==== Given records ====

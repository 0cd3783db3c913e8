//! Engine configuration, read from canonical config JSON (produced by exw-config).
//!
//! Every threshold has a default; a key that is present must have the right
//! type and a sane value, otherwise loading fails naming the pointer.

use anyhow::{bail, Result};
use exw_ledger::LedgerConfig;
use exw_scoring::ScoringConfig;
use exw_session::SessionConfig;
use exw_signals::{GazeConfig, NormalizerConfig};
use exw_typing::TypingConfig;
use serde::{Deserialize, Serialize};
use serde_json::Value;

#[derive(Clone, Debug, PartialEq, Serialize, Deserialize)]
pub struct EngineConfig {
    pub signals: NormalizerConfig,
    pub typing: TypingConfig,
    pub ledger: LedgerConfig,
    /// Warning budget; the warning that reaches it terminates the exam.
    pub max_warnings: u32,
    pub session: SessionConfig,
    pub scoring: ScoringConfig,
    /// Entries returned by `snapshot()` for live display (full log kept regardless).
    pub live_log_limit: usize,
}

impl EngineConfig {
    pub fn defaults() -> Self {
        Self {
            signals: NormalizerConfig::defaults(),
            typing: TypingConfig::defaults(),
            ledger: LedgerConfig::defaults(),
            max_warnings: 5,
            session: SessionConfig::defaults(),
            scoring: ScoringConfig::defaults(),
            live_log_limit: 50,
        }
    }

    /// Build from canonical config JSON. Missing keys take defaults.
    ///
    /// Read pointers (keep in sync with `exw_config::CONSUMED_POINTERS`):
    /// - /typing/{baseline_samples, sigma_multiplier, anomaly_ceiling_ms,
    ///   anomaly_increment, anomaly_emit_threshold, burst_threshold_ms, burst_run_length}
    /// - /ledger/{focus_flicker_ms, paste_warning_threshold}
    /// - /escalation/max_warnings
    /// - /signals/paste_preview_chars, /signals/gaze/{center_min, center_max, sustain_ms}
    /// - /session/require_{camera, microphone, face, fullscreen}
    /// - /scoring/{violation_weight, gaze_divisor, high_threshold, medium_threshold}
    /// - /display/{live_log_limit, warning_log_limit}
    pub fn from_config_json(cfg: &Value) -> Result<Self> {
        let d = Self::defaults();

        let typing = TypingConfig {
            baseline_samples: read_u64(cfg, "/typing/baseline_samples", d.typing.baseline_samples)?,
            sigma_multiplier: read_f64(cfg, "/typing/sigma_multiplier", d.typing.sigma_multiplier)?,
            anomaly_ceiling_ms: read_f64(
                cfg,
                "/typing/anomaly_ceiling_ms",
                d.typing.anomaly_ceiling_ms,
            )?,
            anomaly_increment: read_f64(cfg, "/typing/anomaly_increment", d.typing.anomaly_increment)?,
            anomaly_emit_threshold: read_f64(
                cfg,
                "/typing/anomaly_emit_threshold",
                d.typing.anomaly_emit_threshold,
            )?,
            burst_threshold_ms: read_f64(
                cfg,
                "/typing/burst_threshold_ms",
                d.typing.burst_threshold_ms,
            )?,
            burst_run_length: read_u32(cfg, "/typing/burst_run_length", d.typing.burst_run_length)?,
        };

        let ledger = LedgerConfig {
            focus_flicker_ms: read_u64(cfg, "/ledger/focus_flicker_ms", d.ledger.focus_flicker_ms)?,
            paste_warning_threshold: read_u32(
                cfg,
                "/ledger/paste_warning_threshold",
                d.ledger.paste_warning_threshold,
            )?,
        };

        let signals = NormalizerConfig {
            paste_preview_chars: read_usize(
                cfg,
                "/signals/paste_preview_chars",
                d.signals.paste_preview_chars,
            )?,
            gaze: GazeConfig {
                center_min: read_f64(cfg, "/signals/gaze/center_min", d.signals.gaze.center_min)?,
                center_max: read_f64(cfg, "/signals/gaze/center_max", d.signals.gaze.center_max)?,
                sustain_ms: read_u64(cfg, "/signals/gaze/sustain_ms", d.signals.gaze.sustain_ms)?,
            },
        };

        let session = SessionConfig {
            require_camera: read_bool(cfg, "/session/require_camera", d.session.require_camera)?,
            require_microphone: read_bool(
                cfg,
                "/session/require_microphone",
                d.session.require_microphone,
            )?,
            require_face: read_bool(cfg, "/session/require_face", d.session.require_face)?,
            require_fullscreen: read_bool(
                cfg,
                "/session/require_fullscreen",
                d.session.require_fullscreen,
            )?,
        };

        let scoring = ScoringConfig {
            violation_weight: read_u32(cfg, "/scoring/violation_weight", d.scoring.violation_weight)?,
            gaze_divisor: read_u32(cfg, "/scoring/gaze_divisor", d.scoring.gaze_divisor)?,
            high_threshold: read_u32(cfg, "/scoring/high_threshold", d.scoring.high_threshold)?,
            medium_threshold: read_u32(cfg, "/scoring/medium_threshold", d.scoring.medium_threshold)?,
            warning_display_limit: read_usize(
                cfg,
                "/display/warning_log_limit",
                d.scoring.warning_display_limit,
            )?,
        };

        let out = Self {
            signals,
            typing,
            ledger,
            max_warnings: read_u32(cfg, "/escalation/max_warnings", d.max_warnings)?,
            session,
            scoring,
            live_log_limit: read_usize(cfg, "/display/live_log_limit", d.live_log_limit)?,
        };
        out.validate()?;
        Ok(out)
    }

    pub fn validate(&self) -> Result<()> {
        if self.max_warnings == 0 {
            bail!("CONFIG_INVALID /escalation/max_warnings must be > 0");
        }
        if self.typing.baseline_samples == 0 {
            bail!("CONFIG_INVALID /typing/baseline_samples must be > 0");
        }
        if self.typing.burst_run_length == 0 {
            bail!("CONFIG_INVALID /typing/burst_run_length must be > 0");
        }
        for (ptr, v) in [
            ("/typing/sigma_multiplier", self.typing.sigma_multiplier),
            ("/typing/anomaly_ceiling_ms", self.typing.anomaly_ceiling_ms),
            ("/typing/anomaly_increment", self.typing.anomaly_increment),
            ("/typing/anomaly_emit_threshold", self.typing.anomaly_emit_threshold),
            ("/typing/burst_threshold_ms", self.typing.burst_threshold_ms),
        ] {
            if !v.is_finite() || v < 0.0 {
                bail!("CONFIG_INVALID {} must be a finite number >= 0, got {}", ptr, v);
            }
        }
        let gaze = &self.signals.gaze;
        if !(0.0..=1.0).contains(&gaze.center_min)
            || !(0.0..=1.0).contains(&gaze.center_max)
            || gaze.center_min >= gaze.center_max
        {
            bail!(
                "CONFIG_INVALID /signals/gaze: need 0 <= center_min < center_max <= 1, got {}..{}",
                gaze.center_min,
                gaze.center_max
            );
        }
        if self.scoring.gaze_divisor == 0 {
            bail!("CONFIG_INVALID /scoring/gaze_divisor must be > 0");
        }
        if self.scoring.high_threshold > exw_scoring::MAX_SCORE
            || self.scoring.medium_threshold > self.scoring.high_threshold
        {
            bail!(
                "CONFIG_INVALID /scoring: need medium_threshold <= high_threshold <= {}, got {} / {}",
                exw_scoring::MAX_SCORE,
                self.scoring.medium_threshold,
                self.scoring.high_threshold
            );
        }
        Ok(())
    }
}

fn read_u64(cfg: &Value, ptr: &str, default: u64) -> Result<u64> {
    match cfg.pointer(ptr) {
        None | Some(Value::Null) => Ok(default),
        Some(v) => match v.as_u64() {
            Some(n) => Ok(n),
            None => bail!("CONFIG_INVALID {} must be a non-negative integer, got {}", ptr, v),
        },
    }
}

fn read_u32(cfg: &Value, ptr: &str, default: u32) -> Result<u32> {
    let n = read_u64(cfg, ptr, u64::from(default))?;
    match u32::try_from(n) {
        Ok(n) => Ok(n),
        Err(_) => bail!("CONFIG_INVALID {} out of range: {}", ptr, n),
    }
}

fn read_usize(cfg: &Value, ptr: &str, default: usize) -> Result<usize> {
    let n = read_u64(cfg, ptr, default as u64)?;
    match usize::try_from(n) {
        Ok(n) => Ok(n),
        Err(_) => bail!("CONFIG_INVALID {} out of range: {}", ptr, n),
    }
}

fn read_f64(cfg: &Value, ptr: &str, default: f64) -> Result<f64> {
    match cfg.pointer(ptr) {
        None | Some(Value::Null) => Ok(default),
        Some(v) => match v.as_f64() {
            Some(n) => Ok(n),
            None => bail!("CONFIG_INVALID {} must be a number, got {}", ptr, v),
        },
    }
}

fn read_bool(cfg: &Value, ptr: &str, default: bool) -> Result<bool> {
    match cfg.pointer(ptr) {
        None | Some(Value::Null) => Ok(default),
        Some(v) => match v.as_bool() {
            Some(b) => Ok(b),
            None => bail!("CONFIG_INVALID {} must be true/false, got {}", ptr, v),
        },
    }
}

====

◆ **Problem to work on**
Copy, without any change, the lines from the one that contains "Some(v) => match v.as_u64()" to the final line of the entries above.

◆ **Task answer**
        Some(v) => match v.as_u64() {
            Some(n) => Ok(n),
            None => bail!("CONFIG_INVALID {} must be a non-negative integer, got {}", ptr, v),
        },
    }
}

fn read_u32(cfg: &Value, ptr: &str, default: u32) -> Result<u32> {
    let n = read_u64(cfg, ptr, u64::from(default))?;
    match u32::try_from(n) {
        Ok(n) => Ok(n),
        Err(_) => bail!("CONFIG_INVALID {} out of range: {}", ptr, n),
    }
}

fn read_usize(cfg: &Value, ptr: &str, default: usize) -> Result<usize> {
    let n = read_u64(cfg, ptr, default as u64)?;
    match usize::try_from(n) {
        Ok(n) => Ok(n),
        Err(_) => bail!("CONFIG_INVALID {} out of range: {}", ptr, n),
    }
}

fn read_f64(cfg: &Value, ptr: &str, default: f64) -> Result<f64> {
    match cfg.pointer(ptr) {
        None | Some(Value::Null) => Ok(default),
        Some(v) => match v.as_f64() {
            Some(n) => Ok(n),
            None => bail!("CONFIG_INVALID {} must be a number, got {}", ptr, v),
        },
    }
}

fn read_bool(cfg: &Value, ptr: &str, default: bool) -> Result<bool> {
    match cfg.pointer(ptr) {
        None | Some(Value::Null) => Ok(default),
        Some(v) => match v.as_bool() {
            Some(b) => Ok(b),
            None => bail!("CONFIG_INVALID {} must be true/false, got {}", ptr, v),
        },
    }
}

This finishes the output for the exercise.